Big Pharma has been stampeding into China, aiming not only to capture a share of that fast-growing drug market, but also to supply themselves with APIs and lower their manufacturing costs, either directly or via outsourcing. After all, labor is cheaper and overhead costs are lower in China. But what if China lost its place as the low-cost production center?
That's the question asked by consultants at A.T. Kearney. Right now, production in China costs 30 percent to 50 percent less than it would in many other locales, thanks to that cheap labor and low overhead, but also because of certain government tax rebates and because the yuan is undervalued. But all these cost advantages are in danger. Kearney's folks say the cost differential could drop by half, to somewhere between 13 percent to 25 percent.

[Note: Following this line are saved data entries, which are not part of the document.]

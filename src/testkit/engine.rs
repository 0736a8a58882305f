//! In-memory engine for pool and adapter tests.
//!
//! [`MemoryEngine`] hands out sessions that return a fixed row set. Every
//! open, query and close is counted, and opens, queries and closes can be
//! delayed or made to fail.
//!
//! A statement containing `FAIL` is rejected with
//! [`PoolError::Query`](crate::error::PoolError::Query).

use std::collections::BTreeMap;
use std::sync::atomic::{AtomicBool, AtomicU32, Ordering};
use std::sync::Arc;
use std::time::Duration;

use async_trait::async_trait;
use serde_json::Value;

use crate::domain::Record;
use crate::error::{Error, PoolError, Result};
use crate::port::outbound::engine::{Engine, EngineSession, OpenedSession};

#[derive(Default)]
struct Counters {
    opened: AtomicU32,
    closed: AtomicU32,
    queries: AtomicU32,
}

/// Engine whose sessions live entirely in memory.
pub struct MemoryEngine {
    name: String,
    rows: Vec<Record>,
    warnings: Vec<String>,
    open_delay: Duration,
    query_delay: Duration,
    fail_open: AtomicBool,
    fail_close: bool,
    counters: Arc<Counters>,
}

impl MemoryEngine {
    pub fn new() -> Self {
        Self {
            name: "memory".to_string(),
            rows: Vec::new(),
            warnings: Vec::new(),
            open_delay: Duration::ZERO,
            query_delay: Duration::ZERO,
            fail_open: AtomicBool::new(false),
            fail_close: false,
            counters: Arc::new(Counters::default()),
        }
    }

    pub fn named(mut self, name: &str) -> Self {
        self.name = name.to_string();
        self
    }

    pub fn with_rows(mut self, rows: Vec<Record>) -> Self {
        self.rows = rows;
        self
    }

    /// Report these setup warnings from every open.
    pub fn with_warnings(mut self, warnings: &[&str]) -> Self {
        self.warnings = warnings.iter().map(|w| (*w).to_string()).collect();
        self
    }

    pub fn with_open_delay(mut self, delay: Duration) -> Self {
        self.open_delay = delay;
        self
    }

    pub fn with_query_delay(mut self, delay: Duration) -> Self {
        self.query_delay = delay;
        self
    }

    /// Make every session close report an error.
    pub fn failing_close(mut self) -> Self {
        self.fail_close = true;
        self
    }

    /// Toggle open failures at runtime.
    pub fn set_fail_open(&self, fail: bool) {
        self.fail_open.store(fail, Ordering::SeqCst);
    }

    pub fn opened(&self) -> u32 {
        self.counters.opened.load(Ordering::SeqCst)
    }

    pub fn closed(&self) -> u32 {
        self.counters.closed.load(Ordering::SeqCst)
    }

    pub fn queries(&self) -> u32 {
        self.counters.queries.load(Ordering::SeqCst)
    }
}

impl Default for MemoryEngine {
    fn default() -> Self {
        Self::new()
    }
}

#[async_trait]
impl Engine for MemoryEngine {
    fn name(&self) -> &str {
        &self.name
    }

    async fn open(&self) -> Result<OpenedSession> {
        if !self.open_delay.is_zero() {
            tokio::time::sleep(self.open_delay).await;
        }
        if self.fail_open.load(Ordering::SeqCst) {
            return Err(PoolError::Connect("memory engine unavailable".into()).into());
        }
        self.counters.opened.fetch_add(1, Ordering::SeqCst);
        Ok(OpenedSession {
            session: Box::new(MemorySession {
                rows: self.rows.clone(),
                query_delay: self.query_delay,
                fail_close: self.fail_close,
                counters: Arc::clone(&self.counters),
            }),
            warnings: self.warnings.clone(),
        })
    }
}

struct MemorySession {
    rows: Vec<Record>,
    query_delay: Duration,
    fail_close: bool,
    counters: Arc<Counters>,
}

#[async_trait]
impl EngineSession for MemorySession {
    async fn execute(&self, sql: &str, _params: &BTreeMap<String, Value>) -> Result<Vec<Record>> {
        self.counters.queries.fetch_add(1, Ordering::SeqCst);
        if !self.query_delay.is_zero() {
            tokio::time::sleep(self.query_delay).await;
        }
        if sql.contains("FAIL") {
            return Err(PoolError::Query(format!("syntax error near \"FAIL\" in: {sql}")).into());
        }
        Ok(self.rows.clone())
    }

    async fn ping(&self) -> Result<()> {
        Ok(())
    }

    async fn close(&self) -> Result<()> {
        self.counters.closed.fetch_add(1, Ordering::SeqCst);
        if self.fail_close {
            return Err(Error::Io(std::io::Error::other("session close failed")));
        }
        Ok(())
    }
}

Why? Wages are going up; they've grown by 19 percent annually over the past five years, and that trend is likely to continue for another four to five, the Kearney report says. Meanwhile, the government is likely to slash the current VAT rebate rate of 13 percent; China hiked those rebates to help companies weather the recession, but had been cutting them before the downturn hit. Another government move that would affect pharma's cost savings: yuan appreciation. Kearney predicts that China will allow the yuan's value to climb by up to 15 percent over the next three to four years.
Kearney has some ideas for combating these trends. Suffice it to say that, whatever drugmakers aim to do in China, it's not going to be quick and easy.